EXERCISE REQUIREMENTS
What lines of the material hold the string "every"? Pull each of them out.

DATASET RECORDS
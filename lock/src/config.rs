//! Lock configuration.

use std::time::Duration;

use latchkey_common::constants;
use latchkey_common::DEFAULT_PREFIX;

/// Configuration shared by every lock handed out by one client.
#[derive(Debug, Clone)]
pub struct LockConfig {
    /// Lease used when the caller does not pick one; kept alive by the watchdog.
    pub watchdog_timeout: Duration,
    /// The watchdog renews every `watchdog_timeout / renewal_divisor`.
    pub renewal_divisor: u32,
    /// First delay between contended attempts.
    pub retry_min_backoff: Duration,
    /// Upper bound on a single delay between contended attempts.
    pub retry_max_backoff: Duration,
    /// Lifetime of a fair-lock waiter or pending writer that stops polling.
    pub waiter_ttl: Duration,
    /// Namespace prefix for store keys.
    pub key_prefix: String,
}

impl Default for LockConfig {
    fn default() -> Self {
        Self {
            watchdog_timeout: constants::DEFAULT_WATCHDOG_TIMEOUT,
            renewal_divisor: constants::DEFAULT_RENEWAL_DIVISOR,
            retry_min_backoff: constants::MIN_RETRY_BACKOFF,
            retry_max_backoff: constants::MAX_RETRY_BACKOFF,
            waiter_ttl: constants::DEFAULT_FAIR_WAITER_TTL,
            key_prefix: DEFAULT_PREFIX.to_string(),
        }
    }
}

impl LockConfig {
    /// Load configuration from environment variables.
    pub fn from_env() -> Self {
        let mut config = Self::default();

        if let Some(ms) = env_millis("LATCHKEY_WATCHDOG_TIMEOUT_MS") {
            config.watchdog_timeout = ms;
        }

        if let Some(ms) = env_millis("LATCHKEY_RETRY_MAX_BACKOFF_MS") {
            config.retry_max_backoff = ms;
        }

        if let Some(ms) = env_millis("LATCHKEY_FAIR_WAITER_TTL_MS") {
            config.waiter_ttl = ms;
        }

        if let Ok(prefix) = std::env::var("LATCHKEY_KEY_PREFIX") {
            config.key_prefix = prefix;
        }

        config
    }

    /// Interval between watchdog renewals.
    pub fn renewal_interval(&self) -> Duration {
        self.watchdog_timeout / self.renewal_divisor.max(1)
    }

    /// Validate configuration.
    pub fn validate(&self) -> Result<(), String> {
        if self.watchdog_timeout.is_zero() {
            return Err("Watchdog timeout cannot be zero".to_string());
        }

        if self.renewal_divisor < 2 {
            return Err("Renewal divisor must be at least 2".to_string());
        }

        if self.retry_min_backoff.is_zero() || self.retry_min_backoff > self.retry_max_backoff {
            return Err("Retry backoff must satisfy 0 < min <= max".to_string());
        }

        if self.waiter_ttl <= self.retry_max_backoff {
            return Err("Waiter TTL must exceed the maximum retry backoff".to_string());
        }

        if self.key_prefix.is_empty() {
            return Err("Key prefix cannot be empty".to_string());
        }

        Ok(())
    }
}

fn env_millis(name: &str) -> Option<Duration> {
    std::env::var(name)
        .ok()
        .and_then(|v| v.parse::<u64>().ok())
        .map(Duration::from_millis)
}

#[cfg(test)]
mod tests {
    use super::*;

    #[test]
    fn test_default_config() {
        let config = LockConfig::default();
        assert!(config.validate().is_ok());
        assert_eq!(config.renewal_interval(), Duration::from_secs(10));
    }

    #[test]
    fn test_invalid_config() {
        let mut config = LockConfig::default();
        config.waiter_ttl = config.retry_max_backoff;
        assert!(config.validate().is_err());

        let mut config = LockConfig::default();
        config.renewal_divisor = 1;
        assert!(config.validate().is_err());
    }
}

EXERCISE RESPONSE
/// Configuration shared by every lock handed out by one client.
    /// The watchdog renews every `watchdog_timeout / renewal_divisor`.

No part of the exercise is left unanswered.